Nanoparticle-directed assembly of enveloped virus components and applications

Gold nanoparticles have been used as templates to promote self-assembly of enveloped virus shells. This is the first time templated assembly of virus-like particles (VLPs) has been demonstrated for mammalian viruses. This doctoral thesis introduces two new model VLPs derived from HIV-1 and alphavirus, both important viral systems.;The first project is focused on the design of VLPs formed from alphavirus coating proteins. Capsid-like particles have been assembled with gold nanoparticles and used as simplified models for studying assembly mechanisms. Optimal gold core dimensions that fit within the internal capsid space of the virus were determined by measuring nanoparticle encapsulation efficiency as a function of core size. Moreover, a minimum charge of 8000 e- on the core is required for assembly to occur. Complete reconstitution of alphaviruses requires the acquisition of two protein cages, first the capsid interacting directly with the core, and second the envelope membrane that provides specificity towards the host cell.

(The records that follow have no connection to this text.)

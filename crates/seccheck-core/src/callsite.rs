//! Helpers invoked from instrumented syscall and lifecycle paths.
//!
//! Each helper checks the point first and returns immediately when no
//! checker enabled it, so callers can invoke them unconditionally. Optional
//! fields are computed through the supplied closures only when some checker
//! requested them. Copying arguments out of the task is the caller's job.

use seccheck_common::error::Result;
use seccheck_wire::messages::{Open, Read, Start, Syscall};

use crate::checker::TaskContext;
use crate::fields::{
    CloneFieldSet, ContainerStartField, ExecveFieldSet, ExitNotifyParentFieldSet, SyscallField,
};
use crate::info::{CloneInfo, ExecveInfo, ExitNotifyParentInfo, Outcome};
use crate::point::Point;
use crate::registry::Registry;

/// Checks an `open(2)` family syscall on entry.
///
/// # Errors
///
/// Returns the first checker veto.
pub fn open_enter(registry: &Registry, ctx: &TaskContext, sysno: u32, info: Open) -> Result<()> {
    open(registry, ctx, sysno, info, None)
}

/// Checks an `open(2)` family syscall on exit.
///
/// # Errors
///
/// Returns the first checker veto.
pub fn open_exit(
    registry: &Registry,
    ctx: &TaskContext,
    sysno: u32,
    info: Open,
    outcome: Outcome,
) -> Result<()> {
    open(registry, ctx, sysno, info, Some(outcome))
}

fn open(
    registry: &Registry,
    ctx: &TaskContext,
    sysno: u32,
    mut info: Open,
    outcome: Option<Outcome>,
) -> Result<()> {
    let point = Point::syscall(sysno, outcome.is_some());
    if !registry.enabled(point) {
        return Ok(());
    }
    info.exit = outcome.map(Into::into);
    let mask = registry.syscall_fields();
    registry.dispatch(point, |c| c.open(ctx, mask, &info))
}

/// Checks `read(2)` on entry. `fd_path` resolves the descriptor's path and
/// is only called when a checker requested [`SyscallField::FdPath`].
///
/// # Errors
///
/// Returns the first checker veto.
pub fn read_enter(
    registry: &Registry,
    ctx: &TaskContext,
    sysno: u32,
    info: Read,
    fd_path: impl FnOnce(i64) -> Option<String>,
) -> Result<()> {
    read(registry, ctx, sysno, info, fd_path, None)
}

/// Checks `read(2)` on exit.
///
/// # Errors
///
/// Returns the first checker veto.
pub fn read_exit(
    registry: &Registry,
    ctx: &TaskContext,
    sysno: u32,
    info: Read,
    fd_path: impl FnOnce(i64) -> Option<String>,
    outcome: Outcome,
) -> Result<()> {
    read(registry, ctx, sysno, info, fd_path, Some(outcome))
}

fn read(
    registry: &Registry,
    ctx: &TaskContext,
    sysno: u32,
    mut info: Read,
    fd_path: impl FnOnce(i64) -> Option<String>,
    outcome: Option<Outcome>,
) -> Result<()> {
    let point = Point::syscall(sysno, outcome.is_some());
    if !registry.enabled(point) {
        return Ok(());
    }
    let mask = registry.syscall_fields();
    let mut populated = mask;
    if mask.contains(SyscallField::FdPath) {
        match fd_path(info.fd) {
            Some(path) => info.fd_path = path,
            None => populated = mask.without(SyscallField::FdPath),
        }
    }
    info.exit = outcome.map(Into::into);
    registry.dispatch(point, |c| c.read(ctx, populated, &info))
}

/// Checks a syscall without a dedicated event on entry.
///
/// # Errors
///
/// Returns the first checker veto.
pub fn syscall_enter(
    registry: &Registry,
    ctx: &TaskContext,
    sysno: u32,
    args: [u64; 6],
) -> Result<()> {
    syscall(registry, ctx, sysno, args, None)
}

/// Checks a syscall without a dedicated event on exit.
///
/// # Errors
///
/// Returns the first checker veto.
pub fn syscall_exit(
    registry: &Registry,
    ctx: &TaskContext,
    sysno: u32,
    args: [u64; 6],
    outcome: Outcome,
) -> Result<()> {
    syscall(registry, ctx, sysno, args, Some(outcome))
}

fn syscall(
    registry: &Registry,
    ctx: &TaskContext,
    sysno: u32,
    args: [u64; 6],
    outcome: Option<Outcome>,
) -> Result<()> {
    let point = Point::syscall(sysno, outcome.is_some());
    if !registry.enabled(point) {
        return Ok(());
    }
    let mask = registry.syscall_fields();
    let args = if mask.contains(SyscallField::RawArgs) { args } else { [0; 6] };
    let mut info = Syscall::new(u64::from(sysno), args);
    info.exit = outcome.map(Into::into);
    registry.dispatch(point, |c| c.syscall(ctx, mask, &info))
}

/// Checks a container start. `env` is only called when a checker requested
/// [`ContainerStartField::Env`].
///
/// # Errors
///
/// Returns the first checker veto.
pub fn container_start(
    registry: &Registry,
    ctx: &TaskContext,
    mut info: Start,
    env: impl FnOnce() -> Vec<String>,
) -> Result<()> {
    if !registry.enabled(Point::ContainerStart) {
        return Ok(());
    }
    let mask = registry.container_start_fields();
    if mask.contains(ContainerStartField::Env) {
        info.env = env();
    }
    registry.dispatch(Point::ContainerStart, |c| c.container_start(ctx, mask, &info))
}

/// Checks task creation. `build` receives the requested fields and returns
/// the event with at least those populated.
///
/// # Errors
///
/// Returns the first checker veto.
pub fn clone_process(
    registry: &Registry,
    ctx: &TaskContext,
    build: impl FnOnce(CloneFieldSet) -> CloneInfo,
) -> Result<()> {
    if !registry.enabled(Point::Clone) {
        return Ok(());
    }
    let mask = registry.clone_fields();
    let info = build(mask);
    registry.dispatch(Point::Clone, |c| c.clone_process(ctx, mask, &info))
}

/// Checks program execution. `build` receives the requested fields.
///
/// # Errors
///
/// Returns the first checker veto.
pub fn execve(
    registry: &Registry,
    ctx: &TaskContext,
    build: impl FnOnce(ExecveFieldSet) -> ExecveInfo,
) -> Result<()> {
    if !registry.enabled(Point::Execve) {
        return Ok(());
    }
    let mask = registry.execve_fields();
    let info = build(mask);
    registry.dispatch(Point::Execve, |c| c.execve(ctx, mask, &info))
}

/// Notifies checkers that a task is exiting. `build` receives the requested fields.
///
/// # Errors
///
/// Returns the first checker error.
pub fn exit_notify_parent(
    registry: &Registry,
    ctx: &TaskContext,
    build: impl FnOnce(ExitNotifyParentFieldSet) -> ExitNotifyParentInfo,
) -> Result<()> {
    if !registry.enabled(Point::ExitNotifyParent) {
        return Ok(());
    }
    let mask = registry.exit_notify_parent_fields();
    let info = build(mask);
    registry.dispatch(Point::ExitNotifyParent, |c| c.exit_notify_parent(ctx, mask, &info))
}

#[cfg(test)]
mod tests {
    use std::sync::{Arc, Mutex};

    use libc::EACCES;
    use seccheck_common::error::SeccheckError;

    use super::*;
    use crate::checker::{Checker, CheckerRequest};
    use crate::fields::{CloneField, SyscallFieldSet};

    #[allow(clippy::cast_possible_truncation, clippy::cast_sign_loss)]
    const SYS_READ: u32 = libc::SYS_read as u32;
    #[allow(clippy::cast_possible_truncation, clippy::cast_sign_loss)]
    const SYS_OPEN: u32 = libc::SYS_openat as u32;

    #[derive(Default)]
    struct Capture {
        opens: Mutex<Vec<Open>>,
        reads: Mutex<Vec<(SyscallFieldSet, Read)>>,
        clones: Mutex<Vec<CloneInfo>>,
    }

    impl Checker for Capture {
        fn open(&self, _ctx: &TaskContext, _mask: SyscallFieldSet, info: &Open) -> Result<()> {
            self.opens.lock().unwrap().push(info.clone());
            if info.pathname == "/etc/shadow" {
                return Err(SeccheckError::denied(EACCES, "shadow is off limits"));
            }
            Ok(())
        }

        fn read(&self, _ctx: &TaskContext, mask: SyscallFieldSet, info: &Read) -> Result<()> {
            self.reads.lock().unwrap().push((mask, info.clone()));
            Ok(())
        }

        fn clone_process(
            &self,
            _ctx: &TaskContext,
            _mask: CloneFieldSet,
            info: &CloneInfo,
        ) -> Result<()> {
            self.clones.lock().unwrap().push(info.clone());
            Ok(())
        }
    }

    fn registered(req: &CheckerRequest) -> (Registry, Arc<Capture>) {
        let registry = Registry::new();
        let capture = Arc::new(Capture::default());
        registry.append_checker(Arc::clone(&capture) as Arc<dyn Checker>, req);
        (registry, capture)
    }

    fn open_of(path: &str) -> Open {
        Open {
            pathname: path.into(),
            ..Open::default()
        }
    }

    #[test]
    fn exit_events_carry_the_outcome() {
        let (registry, capture) =
            registered(&CheckerRequest::for_points([Point::SyscallExit(SYS_OPEN)]));
        let ctx = TaskContext::default();

        open_enter(&registry, &ctx, SYS_OPEN, open_of("/tmp/a")).expect("enter");
        open_exit(
            &registry,
            &ctx,
            SYS_OPEN,
            open_of("/tmp/a"),
            Outcome { result: 3, errno: 0 },
        )
        .expect("exit");

        let opens = capture.opens.lock().unwrap();
        assert_eq!(opens.len(), 1, "enter point was not enabled");
        assert_eq!(opens[0].exit.as_ref().map(|e| e.result), Some(3));
    }

    #[test]
    fn veto_is_returned_to_the_call_site() {
        let (registry, _capture) =
            registered(&CheckerRequest::for_points([Point::SyscallEnter(SYS_OPEN)]));
        let err = open_enter(&registry, &TaskContext::default(), SYS_OPEN, open_of("/etc/shadow"))
            .expect_err("denied");
        assert!(matches!(err, SeccheckError::Denied { errno: EACCES, .. }));
    }

    #[test]
    fn fd_path_is_resolved_only_when_requested() {
        let (registry, capture) =
            registered(&CheckerRequest::for_points([Point::SyscallEnter(SYS_READ)]));
        let read = Read {
            fd: 5,
            count: 64,
            ..Read::default()
        };
        read_enter(&registry, &TaskContext::default(), SYS_READ, read, |_| {
            panic!("fd path was not requested")
        })
        .expect("allowed");
        assert!(capture.reads.lock().unwrap()[0].1.fd_path.is_empty());
    }

    #[test]
    fn unresolvable_fd_path_is_dropped_from_the_mask() {
        let (registry, capture) = registered(&CheckerRequest {
            points: vec![Point::SyscallEnter(SYS_READ)],
            syscall: SyscallField::FdPath.into(),
            ..CheckerRequest::default()
        });
        let ctx = TaskContext::default();
        read_enter(&registry, &ctx, SYS_READ, Read { fd: 1, ..Read::default() }, |_| {
            Some("/dev/pts/0".into())
        })
        .expect("allowed");
        read_enter(&registry, &ctx, SYS_READ, Read { fd: 9, ..Read::default() }, |_| None)
            .expect("allowed");

        let reads = capture.reads.lock().unwrap();
        assert!(reads[0].0.contains(SyscallField::FdPath));
        assert_eq!(reads[0].1.fd_path, "/dev/pts/0");
        assert!(!reads[1].0.contains(SyscallField::FdPath));
    }

    #[test]
    fn clone_builder_sees_the_requested_fields() {
        let (registry, capture) = registered(&CheckerRequest {
            points: vec![Point::Clone],
            clone: CloneFieldSet::of(&[CloneField::Invoker, CloneField::Created]),
            ..CheckerRequest::default()
        });
        clone_process(&registry, &TaskContext::default(), |mask| {
            assert!(mask.contains(CloneField::Created));
            assert!(!mask.contains(CloneField::Credentials));
            CloneInfo {
                flags: 0x11,
                ..CloneInfo::default()
            }
        })
        .expect("allowed");
        assert_eq!(capture.clones.lock().unwrap()[0].flags, 0x11);
    }

    #[test]
    fn disabled_points_never_build_events() {
        let registry = Registry::new();
        execve(&registry, &TaskContext::default(), |_| panic!("point is disabled"))
            .expect("no-op");
        container_start(&registry, &TaskContext::default(), Start::default(), || {
            panic!("point is disabled")
        })
        .expect("no-op");
    }
}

Confocal fluorescence spectroscopy of fluorescently-labeled VLPs confirmed the preservation of their functional character as shown by the successful internalization of virus particles into epithelial cells in vivo.;The second part of this work is dedicated to the study of immature HIV-1 model VLPs. The size polydispersity of immature HIV-1 represents a challenge for traditional methods of biological ultra-structural analysis. An in vitro model for the immature HIV-1 was constructed from recombinant HIV-1 Gag proteins lacking residues 16-99 and gold nanoparticles functionalized with DNA. VLPs containing a 60 nm gold core were successful in decreasing the wide polydispersity of immature-like HIV viruses from 40% to 5% relative standard deviation. Moreover, VLPs obtained from HIV-1 have been shown to form homogeneous monodisperse particles suitable for structural analysis by single-particle EM reconstruction. Our HIV-like particles were used to construct a 3D model for immature non infectious HIV-1. The presence of an extended defect in the protein shell corresponds to a seam that separates the particle into two approximately equal parts. This result introduced a new paradigm in the way how a virus that is made up of rod-like protein subunits grows into a spherical shape.